21. The coal sector restructuring program, with substantial planned reductions in output and employment, appears equally ambitious. The aim of reaching a profit by 2001 will not be achieved-it could be 2002 or even possibly later depending on the speed at which capacity can be closed and whether there are further contractions in demand. The government’s latest revisions of the restructuring program (an additional reduction of 11 million tons in total capacity and a further downsizing of the workforce by 15,000 people), while sizeable, may still fall short of what is required to ensure the sector’s profitability and the effectiveness of hard budget constraints, that are currently undermined by continuing arrears on taxes and social security contributions.
22. The government’s strategy for restructuring of the steel sector, which has been adversely affected by the Russian crisis, has been criticized by the EU as insufficiently ambitious and there are doubts whether the privatization targets can be achieved. However, the government has little choice but to continue its restructuring program with the hope of attracting investors for the largest three mills through further reductions in the workforce.
23. The main challenge is posed by the need to restructure the agricultural sector. The government’s formulation of a coherent long-term strategy is an encouraging first step. To be effective, the strategy now needs to be translated into a specific timetable for action, with proper sequencing and full budgetization of the costs over time. A critical issue is whether the government can reach agreement with the EU on realistic pre-accession targets and appropriate transition periods for meeting EU standards and regulations.

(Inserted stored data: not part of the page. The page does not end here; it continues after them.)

//! Graph: the mutable container all passes operate on.
//!
//! A [`Graph`] owns an insertion-ordered node map, an edge arena, an
//! optional basic-block list, and an ordered rank list (layout-depth
//! constraints). All structural mutation goes through `Graph` methods so
//! the cross-invariants hold:
//!
//! - every edge's endpoints reference nodes present in the same graph;
//! - a node's input/output lists stay consistent with the edge arena
//!   (creation appends to both endpoints in declaration order);
//! - node ids are never reused, including ids allocated for synthetic
//!   nodes created by passes;
//! - nodes and edges are never physically removed; passes express removal
//!   by setting `hidden`.

use std::collections::BTreeMap;

use indexmap::IndexMap;
use serde::{Deserialize, Serialize};

use crate::edge::Edge;
use crate::error::CoreError;
use crate::id::{EdgeId, NodeId};
use crate::names;
use crate::node::Node;
use crate::props;
use crate::value::{PropValue, Props};

/// Optional basic-block grouping of nodes, used only by block-aware
/// renderers. Empty unless the source format provides it.
#[derive(Debug, Clone, Serialize, Deserialize)]
pub struct Block {
    pub id: i32,
    pub nodes: Vec<NodeId>,
}

/// A layout constraint: these nodes render at the same depth, in list
/// order left-to-right.
#[derive(Debug, Clone, PartialEq, Eq, Serialize, Deserialize)]
pub struct Rank(pub Vec<NodeId>);

/// One decoded compiler graph.
#[derive(Debug, Clone, Serialize, Deserialize)]
pub struct Graph {
    /// Graph id embedded in the dump format. Not unique within a file.
    pub id: i32,
    /// Composed human-readable name, e.g. `"17:Fib.fib(int)/After parsing"`.
    pub name: String,
    /// Graph-level properties.
    pub props: Props,
    nodes: IndexMap<NodeId, Node>,
    edges: Vec<Edge>,
    blocks: Vec<Block>,
    ranks: Vec<Rank>,
    /// Next id handed to a synthetic node; kept above every id ever seen.
    next_synthetic_id: i64,
}

impl Graph {
    pub fn new(id: i32, name: impl Into<String>) -> Self {
        Graph {
            id,
            name: name.into(),
            props: Props::new(),
            nodes: IndexMap::new(),
            edges: Vec::new(),
            blocks: Vec::new(),
            ranks: Vec::new(),
            next_synthetic_id: 0,
        }
    }

    // -----------------------------------------------------------------------
    // Mutation
    // -----------------------------------------------------------------------

    /// Adds a node with a file-assigned id. Ids are never reused.
    pub fn create_node(&mut self, id: NodeId, props: Props) -> Result<NodeId, CoreError> {
        if self.nodes.contains_key(&id) {
            return Err(CoreError::DuplicateNodeId { id });
        }
        self.nodes.insert(id, Node::new(id, props));
        if id.0 >= self.next_synthetic_id {
            self.next_synthetic_id = id.0 + 1;
        }
        Ok(id)
    }

    /// Adds a pass-created node with a fresh id and `synthetic: true`.
    pub fn create_synthetic_node(&mut self, mut props: Props) -> NodeId {
        let id = NodeId(self.next_synthetic_id);
        self.next_synthetic_id += 1;
        props.insert(props::SYNTHETIC.to_string(), PropValue::Bool(true));
        self.nodes.insert(id, Node::new(id, props));
        id
    }

    /// Adds an edge, appending it to both endpoints' ordered lists.
    pub fn create_edge(
        &mut self,
        from: NodeId,
        to: NodeId,
        props: Props,
    ) -> Result<EdgeId, CoreError> {
        if !self.nodes.contains_key(&from) {
            return Err(CoreError::NodeNotFound { id: from });
        }
        if !self.nodes.contains_key(&to) {
            return Err(CoreError::NodeNotFound { id: to });
        }
        let edge_id = EdgeId(self.edges.len() as u32);
        self.edges.push(Edge::new(from, to, props));
        self.nodes[&from].outputs.push(edge_id);
        self.nodes[&to].inputs.push(edge_id);
        Ok(edge_id)
    }

    /// Appends a rank group to the layout-constraint list.
    pub fn add_rank(&mut self, rank: Rank) {
        self.ranks.push(rank);
    }

    pub fn add_block(&mut self, block: Block) {
        self.blocks.push(block);
    }

    // -----------------------------------------------------------------------
    // Lookup and iteration
    // -----------------------------------------------------------------------

    pub fn node(&self, id: NodeId) -> Result<&Node, CoreError> {
        self.nodes.get(&id).ok_or(CoreError::NodeNotFound { id })
    }

    pub fn node_mut(&mut self, id: NodeId) -> Result<&mut Node, CoreError> {
        self.nodes
            .get_mut(&id)
            .ok_or(CoreError::NodeNotFound { id })
    }

    pub fn contains_node(&self, id: NodeId) -> bool {
        self.nodes.contains_key(&id)
    }

    pub fn edge(&self, id: EdgeId) -> Result<&Edge, CoreError> {
        self.edges
            .get(id.0 as usize)
            .ok_or(CoreError::EdgeNotFound { id })
    }

    pub fn edge_mut(&mut self, id: EdgeId) -> Result<&mut Edge, CoreError> {
        self.edges
            .get_mut(id.0 as usize)
            .ok_or(CoreError::EdgeNotFound { id })
    }

    /// Nodes in insertion (declaration) order.
    pub fn nodes(&self) -> impl Iterator<Item = &Node> {
        self.nodes.values()
    }

    /// Node ids in insertion order. Handy for passes that mutate while
    /// iterating: collect the ids first, then look nodes up.
    pub fn node_ids(&self) -> Vec<NodeId> {
        self.nodes.keys().copied().collect()
    }

    /// Edges in declaration order.
    pub fn edges(&self) -> impl Iterator<Item = (EdgeId, &Edge)> {
        self.edges
            .iter()
            .enumerate()
            .map(|(i, e)| (EdgeId(i as u32), e))
    }

    /// A node's input edges in declaration order.
    pub fn inputs(&self, id: NodeId) -> Result<Vec<(EdgeId, &Edge)>, CoreError> {
        let node = self.node(id)?;
        Ok(node
            .inputs
            .iter()
            .map(|&eid| (eid, &self.edges[eid.0 as usize]))
            .collect())
    }

    /// A node's output edges in declaration order.
    pub fn outputs(&self, id: NodeId) -> Result<Vec<(EdgeId, &Edge)>, CoreError> {
        let node = self.node(id)?;
        Ok(node
            .outputs
            .iter()
            .map(|&eid| (eid, &self.edges[eid.0 as usize]))
            .collect())
    }

    pub fn blocks(&self) -> &[Block] {
        &self.blocks
    }

    pub fn ranks(&self) -> &[Rank] {
        &self.ranks
    }

    pub fn node_count(&self) -> usize {
        self.nodes.len()
    }

    pub fn edge_count(&self) -> usize {
        self.edges.len()
    }

    // -----------------------------------------------------------------------
    // Renderer visibility contract
    // -----------------------------------------------------------------------

    /// A node is emitted unless hidden; a hidden node still gets an
    /// invisible anchor placeholder when an adjacent node is shaded.
    pub fn node_visible(&self, id: NodeId) -> Result<bool, CoreError> {
        let node = self.node(id)?;
        if !node.is_hidden() {
            return Ok(true);
        }
        for &eid in node.inputs.iter().chain(node.outputs.iter()) {
            let edge = &self.edges[eid.0 as usize];
            let other = if edge.from == id { edge.to } else { edge.from };
            if self.node(other)?.is_shaded() {
                return Ok(true);
            }
        }
        Ok(false)
    }

    /// An edge is emitted unless its own `hidden` is set or a hidden
    /// endpoint is paired with a non-shaded opposite endpoint.
    pub fn edge_visible(&self, id: EdgeId) -> Result<bool, CoreError> {
        let edge = self.edge(id)?;
        if edge.is_hidden() {
            return Ok(false);
        }
        let from = self.node(edge.from)?;
        let to = self.node(edge.to)?;
        if from.is_hidden() && !to.is_shaded() {
            return Ok(false);
        }
        if to.is_hidden() && !from.is_shaded() {
            return Ok(false);
        }
        Ok(true)
    }

    // -----------------------------------------------------------------------
    // Structural queries
    // -----------------------------------------------------------------------

    /// Computes the structural summary used by query tooling.
    pub fn summary(&self) -> GraphSummary {
        let mut summary = GraphSummary {
            node_count: self.nodes.len(),
            edge_count: self.edges.len(),
            ..GraphSummary::default()
        };
        for node in self.nodes.values() {
            let Some(class) = node.node_class() else {
                continue;
            };
            *summary
                .node_class_tally
                .entry(class.to_string())
                .or_insert(0) += 1;
            let stripped = names::stripped_name(class);
            if stripped == "If" || stripped == "Switch" {
                summary.branch_count += 1;
            }
            if stripped.contains("Call") || stripped.contains("Invoke") || stripped == "Apply" {
                summary.call_count += 1;
            }
            if stripped == "LoopBegin" {
                summary.loop_count += 1;
            }
            if stripped.contains("Deopt") || stripped.starts_with("Guard") {
                summary.deopt_count += 1;
            }
        }
        summary
    }

    /// Returns the textual source-position chain for a node, innermost
    /// frame first, when the dump carried one.
    pub fn source_chain(&self, id: NodeId) -> Result<Option<Vec<String>>, CoreError> {
        let node = self.node(id)?;
        let Some(PropValue::List(frames)) = node.get(props::SOURCE_POSITION) else {
            return Ok(None);
        };
        Ok(Some(
            frames.iter().map(|frame| frame.to_string()).collect(),
        ))
    }
}

/// Counts of structurally interesting node shapes in one graph.
#[derive(Debug, Clone, Default, PartialEq, Eq, Serialize, Deserialize)]
pub struct GraphSummary {
    pub node_count: usize,
    pub edge_count: usize,
    pub branch_count: usize,
    pub call_count: usize,
    pub loop_count: usize,
    pub deopt_count: usize,
    pub node_class_tally: BTreeMap<String, usize>,
}

impl GraphSummary {
    pub fn has_branches(&self) -> bool {
        self.branch_count > 0
    }

    pub fn has_calls(&self) -> bool {
        self.call_count > 0
    }

    pub fn has_loops(&self) -> bool {
        self.loop_count > 0
    }

    pub fn has_deopts(&self) -> bool {
        self.deopt_count > 0
    }
}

Prepared by Christina Daseking.
These conditions relate, inter alia, to limits in wage adjustments, compliance with restructuring measures identified in the companies’ business plans, and timely payment of obligations to ZUS and the Labor Fund.
In addition, the (indirect) cost of debt restructuring was estimated at ZI 8.5 billion.
Privatization is well advanced for the two smaller independent mines (one with EU assistance and one with World Bank assistance), and at least one should be privatized during 2000.
Hidden unemployment in the agricultural sector was estimated at 0.66 million to 0.95 million in 1996; World Bank staff projects that the number of potentially redundant employees could swell to 1½ million in the event of successful restructuring.
This also includes a modernization of meat and dairy plants, in conjunction with upgraded veterinary inspection procedures, to meet EU hygiene and public health standards.